## What you will do
Tally the lines in the listing below that include "tests". Answer with the count and nothing more.
Content starts
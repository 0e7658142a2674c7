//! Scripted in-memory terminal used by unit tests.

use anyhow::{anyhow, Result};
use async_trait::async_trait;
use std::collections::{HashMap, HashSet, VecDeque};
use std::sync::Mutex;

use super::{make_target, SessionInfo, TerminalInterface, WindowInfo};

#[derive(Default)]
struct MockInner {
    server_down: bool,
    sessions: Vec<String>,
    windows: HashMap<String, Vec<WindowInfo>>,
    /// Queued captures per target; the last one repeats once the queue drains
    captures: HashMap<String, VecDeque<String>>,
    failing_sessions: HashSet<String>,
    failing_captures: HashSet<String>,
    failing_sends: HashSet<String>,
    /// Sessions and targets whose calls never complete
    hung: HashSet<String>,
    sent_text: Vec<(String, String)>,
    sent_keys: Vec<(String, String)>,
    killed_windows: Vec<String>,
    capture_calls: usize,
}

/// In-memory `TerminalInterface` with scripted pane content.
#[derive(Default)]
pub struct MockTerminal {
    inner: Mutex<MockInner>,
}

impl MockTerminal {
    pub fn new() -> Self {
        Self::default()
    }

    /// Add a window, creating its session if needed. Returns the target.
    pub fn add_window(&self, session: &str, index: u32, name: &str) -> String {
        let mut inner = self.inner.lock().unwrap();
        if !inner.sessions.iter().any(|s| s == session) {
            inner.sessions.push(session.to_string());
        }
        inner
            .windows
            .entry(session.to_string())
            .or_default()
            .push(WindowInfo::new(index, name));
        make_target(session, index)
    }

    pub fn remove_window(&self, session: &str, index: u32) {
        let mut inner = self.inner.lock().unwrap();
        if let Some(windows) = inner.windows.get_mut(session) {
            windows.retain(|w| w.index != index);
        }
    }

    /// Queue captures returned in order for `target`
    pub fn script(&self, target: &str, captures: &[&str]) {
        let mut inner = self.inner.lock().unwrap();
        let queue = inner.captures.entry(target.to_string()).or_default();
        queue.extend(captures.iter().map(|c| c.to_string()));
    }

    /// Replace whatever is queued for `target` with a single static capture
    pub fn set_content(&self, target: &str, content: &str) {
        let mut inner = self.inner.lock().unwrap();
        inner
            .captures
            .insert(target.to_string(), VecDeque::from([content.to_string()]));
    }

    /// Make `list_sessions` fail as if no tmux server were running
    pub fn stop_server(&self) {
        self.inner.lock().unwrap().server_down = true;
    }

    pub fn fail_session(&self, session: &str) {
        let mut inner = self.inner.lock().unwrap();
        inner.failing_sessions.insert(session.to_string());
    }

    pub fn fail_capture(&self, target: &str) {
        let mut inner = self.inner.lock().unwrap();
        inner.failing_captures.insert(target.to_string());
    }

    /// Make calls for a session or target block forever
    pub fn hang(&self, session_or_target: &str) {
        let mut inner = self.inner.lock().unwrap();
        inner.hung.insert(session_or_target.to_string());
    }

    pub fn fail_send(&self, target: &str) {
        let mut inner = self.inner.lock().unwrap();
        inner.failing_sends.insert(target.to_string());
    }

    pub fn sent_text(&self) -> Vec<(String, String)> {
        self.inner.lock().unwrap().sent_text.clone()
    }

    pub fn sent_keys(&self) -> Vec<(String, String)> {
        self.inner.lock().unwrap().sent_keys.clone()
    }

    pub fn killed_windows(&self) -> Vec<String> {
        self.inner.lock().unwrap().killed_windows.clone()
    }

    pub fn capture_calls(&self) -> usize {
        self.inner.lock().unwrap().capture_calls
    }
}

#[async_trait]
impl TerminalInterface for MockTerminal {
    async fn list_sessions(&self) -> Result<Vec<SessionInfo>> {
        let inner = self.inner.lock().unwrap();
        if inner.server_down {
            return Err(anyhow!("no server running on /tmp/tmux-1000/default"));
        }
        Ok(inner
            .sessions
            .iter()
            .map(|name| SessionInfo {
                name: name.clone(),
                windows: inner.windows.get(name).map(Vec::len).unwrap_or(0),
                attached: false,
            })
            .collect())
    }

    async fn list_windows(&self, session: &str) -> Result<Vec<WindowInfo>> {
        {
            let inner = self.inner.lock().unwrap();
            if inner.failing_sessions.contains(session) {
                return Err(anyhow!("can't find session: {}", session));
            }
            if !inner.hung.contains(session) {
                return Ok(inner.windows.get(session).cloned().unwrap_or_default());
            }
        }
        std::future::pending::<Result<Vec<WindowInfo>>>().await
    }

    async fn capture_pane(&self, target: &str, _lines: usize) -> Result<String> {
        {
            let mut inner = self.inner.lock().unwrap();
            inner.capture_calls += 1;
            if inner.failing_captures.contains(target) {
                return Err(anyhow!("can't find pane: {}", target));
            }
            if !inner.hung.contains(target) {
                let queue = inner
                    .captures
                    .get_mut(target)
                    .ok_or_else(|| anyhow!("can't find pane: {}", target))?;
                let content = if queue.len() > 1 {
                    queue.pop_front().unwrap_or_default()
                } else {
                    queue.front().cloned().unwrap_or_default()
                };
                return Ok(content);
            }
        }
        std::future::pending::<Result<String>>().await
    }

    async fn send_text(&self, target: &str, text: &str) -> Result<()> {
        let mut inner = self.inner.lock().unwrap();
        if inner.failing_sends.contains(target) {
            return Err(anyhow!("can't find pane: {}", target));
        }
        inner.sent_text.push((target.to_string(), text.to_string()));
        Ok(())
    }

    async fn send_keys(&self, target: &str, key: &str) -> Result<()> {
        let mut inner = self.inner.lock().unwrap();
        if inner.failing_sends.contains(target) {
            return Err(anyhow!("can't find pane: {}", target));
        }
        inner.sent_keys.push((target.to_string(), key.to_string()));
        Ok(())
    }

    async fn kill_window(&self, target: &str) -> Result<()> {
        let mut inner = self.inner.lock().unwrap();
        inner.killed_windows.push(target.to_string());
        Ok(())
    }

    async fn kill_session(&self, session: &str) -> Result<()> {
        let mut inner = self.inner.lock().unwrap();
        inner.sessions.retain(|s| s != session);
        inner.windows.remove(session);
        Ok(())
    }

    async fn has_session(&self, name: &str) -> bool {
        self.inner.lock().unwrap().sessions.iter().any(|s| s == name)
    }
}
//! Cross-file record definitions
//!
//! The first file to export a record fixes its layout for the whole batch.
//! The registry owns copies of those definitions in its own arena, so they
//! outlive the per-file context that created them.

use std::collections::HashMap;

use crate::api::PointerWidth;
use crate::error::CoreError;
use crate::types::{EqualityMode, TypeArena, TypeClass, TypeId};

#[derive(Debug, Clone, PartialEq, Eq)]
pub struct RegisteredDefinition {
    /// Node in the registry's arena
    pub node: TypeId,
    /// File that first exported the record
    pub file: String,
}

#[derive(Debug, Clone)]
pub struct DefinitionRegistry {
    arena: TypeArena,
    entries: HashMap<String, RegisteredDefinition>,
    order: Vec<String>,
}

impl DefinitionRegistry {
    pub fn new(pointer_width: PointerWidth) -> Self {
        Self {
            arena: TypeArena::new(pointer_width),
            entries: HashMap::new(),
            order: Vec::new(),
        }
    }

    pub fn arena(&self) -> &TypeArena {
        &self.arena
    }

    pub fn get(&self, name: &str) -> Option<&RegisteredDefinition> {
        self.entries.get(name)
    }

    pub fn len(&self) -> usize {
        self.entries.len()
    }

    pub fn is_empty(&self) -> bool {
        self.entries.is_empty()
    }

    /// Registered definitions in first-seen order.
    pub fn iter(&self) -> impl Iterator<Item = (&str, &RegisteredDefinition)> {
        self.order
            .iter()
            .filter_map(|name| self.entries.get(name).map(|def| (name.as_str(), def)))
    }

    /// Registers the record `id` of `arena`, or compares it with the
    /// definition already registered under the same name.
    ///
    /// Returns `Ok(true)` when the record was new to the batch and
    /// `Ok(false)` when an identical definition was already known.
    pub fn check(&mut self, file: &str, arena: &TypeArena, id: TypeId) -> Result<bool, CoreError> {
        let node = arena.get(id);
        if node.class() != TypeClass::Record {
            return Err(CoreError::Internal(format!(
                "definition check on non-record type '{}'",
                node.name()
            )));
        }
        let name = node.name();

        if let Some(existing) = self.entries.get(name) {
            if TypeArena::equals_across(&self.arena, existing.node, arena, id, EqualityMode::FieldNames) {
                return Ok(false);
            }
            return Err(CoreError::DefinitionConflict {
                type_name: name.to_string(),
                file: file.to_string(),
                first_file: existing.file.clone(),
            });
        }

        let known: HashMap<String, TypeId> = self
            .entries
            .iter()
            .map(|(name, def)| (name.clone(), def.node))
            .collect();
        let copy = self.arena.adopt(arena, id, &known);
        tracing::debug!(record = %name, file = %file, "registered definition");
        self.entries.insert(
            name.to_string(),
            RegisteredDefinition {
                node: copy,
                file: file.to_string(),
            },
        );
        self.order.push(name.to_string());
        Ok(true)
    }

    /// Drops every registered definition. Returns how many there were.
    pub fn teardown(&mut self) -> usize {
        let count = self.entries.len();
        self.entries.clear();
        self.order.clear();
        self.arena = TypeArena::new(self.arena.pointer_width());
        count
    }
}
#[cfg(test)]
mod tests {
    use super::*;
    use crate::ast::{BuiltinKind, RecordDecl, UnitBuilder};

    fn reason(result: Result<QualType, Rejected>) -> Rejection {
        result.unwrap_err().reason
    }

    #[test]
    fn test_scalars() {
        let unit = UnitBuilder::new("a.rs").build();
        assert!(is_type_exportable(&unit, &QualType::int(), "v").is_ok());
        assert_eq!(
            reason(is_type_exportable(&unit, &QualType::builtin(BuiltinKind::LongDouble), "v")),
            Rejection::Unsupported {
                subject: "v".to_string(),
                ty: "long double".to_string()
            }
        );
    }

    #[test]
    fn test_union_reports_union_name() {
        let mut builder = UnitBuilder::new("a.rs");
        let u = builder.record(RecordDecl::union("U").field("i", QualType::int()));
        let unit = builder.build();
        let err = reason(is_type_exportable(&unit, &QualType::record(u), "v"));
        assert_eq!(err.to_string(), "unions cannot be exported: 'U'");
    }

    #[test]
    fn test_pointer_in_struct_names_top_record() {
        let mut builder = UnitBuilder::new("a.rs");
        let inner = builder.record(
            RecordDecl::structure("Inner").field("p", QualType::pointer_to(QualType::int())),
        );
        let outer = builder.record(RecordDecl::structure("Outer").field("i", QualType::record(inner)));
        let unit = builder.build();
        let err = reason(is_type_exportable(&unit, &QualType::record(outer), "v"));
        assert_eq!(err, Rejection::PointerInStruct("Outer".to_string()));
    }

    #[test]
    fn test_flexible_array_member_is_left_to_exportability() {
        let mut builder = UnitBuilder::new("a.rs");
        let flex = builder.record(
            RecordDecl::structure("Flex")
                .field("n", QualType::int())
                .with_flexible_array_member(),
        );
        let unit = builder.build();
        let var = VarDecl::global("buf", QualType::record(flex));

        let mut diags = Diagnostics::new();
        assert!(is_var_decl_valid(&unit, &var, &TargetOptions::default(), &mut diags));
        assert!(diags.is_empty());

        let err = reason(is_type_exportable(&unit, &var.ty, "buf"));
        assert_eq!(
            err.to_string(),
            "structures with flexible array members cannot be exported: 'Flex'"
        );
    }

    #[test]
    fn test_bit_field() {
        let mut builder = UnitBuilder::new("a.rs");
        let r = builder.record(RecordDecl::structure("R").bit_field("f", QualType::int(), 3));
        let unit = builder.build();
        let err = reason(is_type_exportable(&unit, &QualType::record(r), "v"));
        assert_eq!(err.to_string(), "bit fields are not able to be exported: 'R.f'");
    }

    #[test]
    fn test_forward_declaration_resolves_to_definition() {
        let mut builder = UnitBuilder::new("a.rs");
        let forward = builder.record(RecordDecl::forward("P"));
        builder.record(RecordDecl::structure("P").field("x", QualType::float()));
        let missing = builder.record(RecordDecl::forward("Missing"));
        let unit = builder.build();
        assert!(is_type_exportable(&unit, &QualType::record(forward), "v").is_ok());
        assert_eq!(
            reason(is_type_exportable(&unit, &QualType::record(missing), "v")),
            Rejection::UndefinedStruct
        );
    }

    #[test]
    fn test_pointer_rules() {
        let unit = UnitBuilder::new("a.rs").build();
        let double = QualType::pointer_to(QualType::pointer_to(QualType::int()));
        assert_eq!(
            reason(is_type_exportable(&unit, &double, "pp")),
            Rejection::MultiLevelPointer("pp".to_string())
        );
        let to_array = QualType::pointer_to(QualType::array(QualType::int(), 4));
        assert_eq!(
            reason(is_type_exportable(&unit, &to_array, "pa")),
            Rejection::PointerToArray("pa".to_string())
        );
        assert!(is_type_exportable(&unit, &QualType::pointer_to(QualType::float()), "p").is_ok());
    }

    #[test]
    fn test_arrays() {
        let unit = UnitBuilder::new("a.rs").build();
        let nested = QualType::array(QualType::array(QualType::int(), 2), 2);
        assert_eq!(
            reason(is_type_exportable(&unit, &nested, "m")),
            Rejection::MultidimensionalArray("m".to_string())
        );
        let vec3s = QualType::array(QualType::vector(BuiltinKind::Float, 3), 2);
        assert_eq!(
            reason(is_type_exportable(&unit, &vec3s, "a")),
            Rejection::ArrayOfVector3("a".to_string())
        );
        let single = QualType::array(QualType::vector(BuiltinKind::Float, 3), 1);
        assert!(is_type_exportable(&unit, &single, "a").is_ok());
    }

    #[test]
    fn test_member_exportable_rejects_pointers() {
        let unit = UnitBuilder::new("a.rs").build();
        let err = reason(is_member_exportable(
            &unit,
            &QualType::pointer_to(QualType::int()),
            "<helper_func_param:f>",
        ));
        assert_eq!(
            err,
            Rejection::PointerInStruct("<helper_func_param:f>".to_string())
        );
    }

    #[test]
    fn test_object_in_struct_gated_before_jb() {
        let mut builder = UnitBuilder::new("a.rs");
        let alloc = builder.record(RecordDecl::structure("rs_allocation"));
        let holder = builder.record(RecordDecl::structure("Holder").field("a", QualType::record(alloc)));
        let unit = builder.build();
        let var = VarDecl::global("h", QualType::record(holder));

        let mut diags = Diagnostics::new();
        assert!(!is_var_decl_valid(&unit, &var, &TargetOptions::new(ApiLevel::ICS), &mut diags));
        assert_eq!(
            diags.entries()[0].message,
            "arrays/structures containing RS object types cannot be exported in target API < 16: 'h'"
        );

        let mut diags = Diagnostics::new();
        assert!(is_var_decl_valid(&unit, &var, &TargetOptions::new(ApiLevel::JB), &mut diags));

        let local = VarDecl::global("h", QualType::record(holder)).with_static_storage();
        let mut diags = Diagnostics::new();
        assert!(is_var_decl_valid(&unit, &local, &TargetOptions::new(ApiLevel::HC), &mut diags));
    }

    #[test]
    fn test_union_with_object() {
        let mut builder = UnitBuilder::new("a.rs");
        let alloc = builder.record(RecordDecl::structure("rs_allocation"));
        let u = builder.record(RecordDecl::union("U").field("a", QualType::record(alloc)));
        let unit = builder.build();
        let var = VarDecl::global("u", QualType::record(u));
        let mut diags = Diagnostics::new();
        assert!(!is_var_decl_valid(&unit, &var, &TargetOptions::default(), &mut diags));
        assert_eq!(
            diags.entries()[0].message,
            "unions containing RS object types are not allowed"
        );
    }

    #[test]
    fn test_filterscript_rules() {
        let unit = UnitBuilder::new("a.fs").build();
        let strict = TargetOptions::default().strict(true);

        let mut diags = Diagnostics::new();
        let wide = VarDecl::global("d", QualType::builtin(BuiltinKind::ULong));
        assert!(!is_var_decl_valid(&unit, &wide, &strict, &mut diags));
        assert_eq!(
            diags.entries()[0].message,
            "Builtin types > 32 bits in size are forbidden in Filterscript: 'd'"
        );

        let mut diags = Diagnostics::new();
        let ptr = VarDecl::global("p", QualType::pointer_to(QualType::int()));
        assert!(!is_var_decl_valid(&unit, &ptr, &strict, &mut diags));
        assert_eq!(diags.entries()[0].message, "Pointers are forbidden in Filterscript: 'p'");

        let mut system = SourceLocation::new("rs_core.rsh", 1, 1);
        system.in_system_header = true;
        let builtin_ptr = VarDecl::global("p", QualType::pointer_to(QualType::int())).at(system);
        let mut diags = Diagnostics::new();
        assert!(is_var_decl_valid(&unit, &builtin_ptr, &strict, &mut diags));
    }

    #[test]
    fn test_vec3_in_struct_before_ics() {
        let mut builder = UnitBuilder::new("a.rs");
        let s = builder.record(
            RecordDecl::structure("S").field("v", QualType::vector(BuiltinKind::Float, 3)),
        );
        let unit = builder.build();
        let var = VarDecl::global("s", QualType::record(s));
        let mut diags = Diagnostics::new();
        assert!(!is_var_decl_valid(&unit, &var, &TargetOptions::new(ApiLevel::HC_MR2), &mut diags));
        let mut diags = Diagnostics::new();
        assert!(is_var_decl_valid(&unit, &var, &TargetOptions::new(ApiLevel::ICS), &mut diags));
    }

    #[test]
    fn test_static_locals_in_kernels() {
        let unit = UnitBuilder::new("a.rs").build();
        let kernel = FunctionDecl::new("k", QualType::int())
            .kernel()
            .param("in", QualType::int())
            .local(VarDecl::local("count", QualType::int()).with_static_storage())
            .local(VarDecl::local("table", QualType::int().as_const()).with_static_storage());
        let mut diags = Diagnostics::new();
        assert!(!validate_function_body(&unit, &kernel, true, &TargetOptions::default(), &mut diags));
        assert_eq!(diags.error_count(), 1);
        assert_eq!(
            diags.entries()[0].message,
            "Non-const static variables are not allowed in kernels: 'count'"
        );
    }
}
Content ends
## Written solution
2